The situation in the city was already tense over the election of a mayor of Kurdish origin in early July 1959. Brigadier General Dawood al-Janabi had recently been appointed as the commander of the second division of the Iraqi army in Kirkuk, and he had permitted communist groups to operate in the city. On 14 July, every ethnic group, including the Turkmen, were on the streets to attend the parade and celebrate the 14 July Revolution which had installed Abdul-Karim Qasim as the leader of Iraq. When the official parade cortege had reached the 14 July Coffee Shop on the Atlas Streets, the Kurds attacked Turkmen shops and their owners, looting houses and workplaces, and chanting anti-Turkish slogans. Although the massacre had Kurdish nationalist motives, many of the perpetrators had been Arab members of the ICP. In addition to the Kurdish and Arab members of the ICP, many perpetrators of the massacre were part of the Popular Resistance Force (PRF). The PRF was an auxiliary militia of the Iraqi government. The PRF had many ICP sympathizers in its ranks. During the first day of the massacre, 20 Turkmens were massacred and 70 were wounded. The Iraqi army was called in to restore order, although most soldiers were Kurds and refused to fire on other Kurds.

=== 15 July and 16 July ===

The Turkmen tried to seek asylum in the Castel of Kirkuk, however they also were attacked by ICP mortars. During the massacre there were cases of torture. Dwellings and two cinema halls were bombed out.

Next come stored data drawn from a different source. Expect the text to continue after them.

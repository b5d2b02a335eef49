/*!
A p-median solver for weighted phylogenetic trees.

Given a tree with non-negative edge weights and a target count `p`, this crate chooses `p` tips
("medoids") that minimise the total distance from every other tip to its nearest chosen tip. This
is the classical *p-median problem*, specialised to trees, where it can be solved exactly in
polynomial time with a bottom-up dynamic program (a variant of Tamir's algorithm).

# Examples

```
use parnas_core::{RawNode, RawTree, find_medoids};

// ((A:2,B:3):4,(C:5,(D:7,E:1):7):11);
let tree = RawTree::new(
	vec![
		RawNode::leaf( "A" ),
		RawNode::leaf( "B" ),
		RawNode::internal( vec![ (0, 2.0), (1, 3.0) ] ),
		RawNode::leaf( "C" ),
		RawNode::leaf( "D" ),
		RawNode::leaf( "E" ),
		RawNode::internal( vec![ (4, 7.0), (5, 1.0) ] ),
		RawNode::internal( vec![ (3, 5.0), (6, 7.0) ] ),
		RawNode::internal( vec![ (2, 4.0), (7, 11.0) ] ),
	],
	8
);

let (objective, medoids) = find_medoids( &tree, 3 ).unwrap();
assert_eq!( objective, 13.0 );
assert_eq!( medoids, vec![ "A".to_string(), "C".to_string(), "D".to_string() ] );
```

# Crate layout

* [`raw_tree`] — the generic, arbitrary-arity tree accepted as input.
* [`tree`] — the rooted binary tree the dynamic program actually runs on, plus its node index type.
* [`prepare`] — turns a [`raw_tree::RawTree`] into a [`tree::PreparedTree`] (pruning, binarising,
  rooting, post-order indexing).
* [`distance`] — the coverage-radius distance policy.
* [`dp`] — the p-median dynamic program itself.
* [`traceback`] — recovers the chosen leaves from the DP tables.
* [`solver`] — the public `find_medoids*` entry points.
* [`error`] — the error type returned by every fallible entry point.
*/

#![warn(missing_docs)]

pub mod distance;
pub mod dp;
pub mod error;
pub mod prepare;
pub mod raw_tree;
pub mod solver;
pub mod traceback;
pub mod tree;

pub use error::{Result, SolverError};
pub use raw_tree::{RawNode, RawTree};
pub use solver::{find_medoids, find_medoids_full, find_medoids_with_coverage};
pub use tree::{NodeIdx, PreparedNode, PreparedTree};

#[cfg(test)]
mod tests {
	use crate::NodeIdx;

	#[test]
	fn test_node_idx_valid() {
		assert_eq!( NodeIdx::new( 0 ).index(), 0 );
		assert_eq!( NodeIdx::new( usize::MAX ).index(), usize::MAX );
	}
}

When the Iraqi army arrived, they declared curfew, during which the execution of Turkmen notables such as Ata Hayrullah, Cahit Fahrettin, and Kasim Nefteci continued. One of the Turkmen witnesses, Kubat Mukhat, stated that "the gunmen, who we had never seen before, opened fire on us in our house with automatic weapons. They killed my two brothers Cihat and Nihat and my sister Emel in front of us. They could not go to hospital due to a curfew, and all of the wounded people died."

According to Henry Astarjian, who described the events as pogrom, had claimed that 50 Turkmen intellectuals were killed and buried alive during the second and third day. The Kirkuk administrations made claims that the number of killed was 32, while another 20 were buried alive. The massacre stopped when the Iraqi army took total control on 16 July.

=== Death toll ===
At first the authorities believed that the number of killed was 120 and 140 were wounded, all Turkmen. Later Qasim claimed that 79 Turkmen were killed, including 40 were buried alive, and 140 were injured. The number of looted Turkmen property was 120.

== Aftermath ==

=== Reaction in Iraq ===
While the Iraqi Communist Party was influential in Iraqi politics, their influence was weakened after the massacre. Mutilated bodies of Turkmens were shown on TV and magazines, criticizing the communists. Due to the politics in Iraq, Abdulkarim Qasim blamed the ICP in general rather than the Kurds. Due to pressure from Qasim, the ICP apologized for the massacre in early August. Qasim used the massacre as an excuse to persecute communists in the Iraqi army. The 26 perpetrators were sentenced to death. Qasim later stated that "even Hulagu and the Zionists did not commit such an atrocity." Jerjis Fathallah, a Kurdish communist and nationalist, later stated that after the massacre, the Turkmen lived in a state of fear for two weeks and rushed to buy Kurdish clothes, with its price increasing by 10 times as a result.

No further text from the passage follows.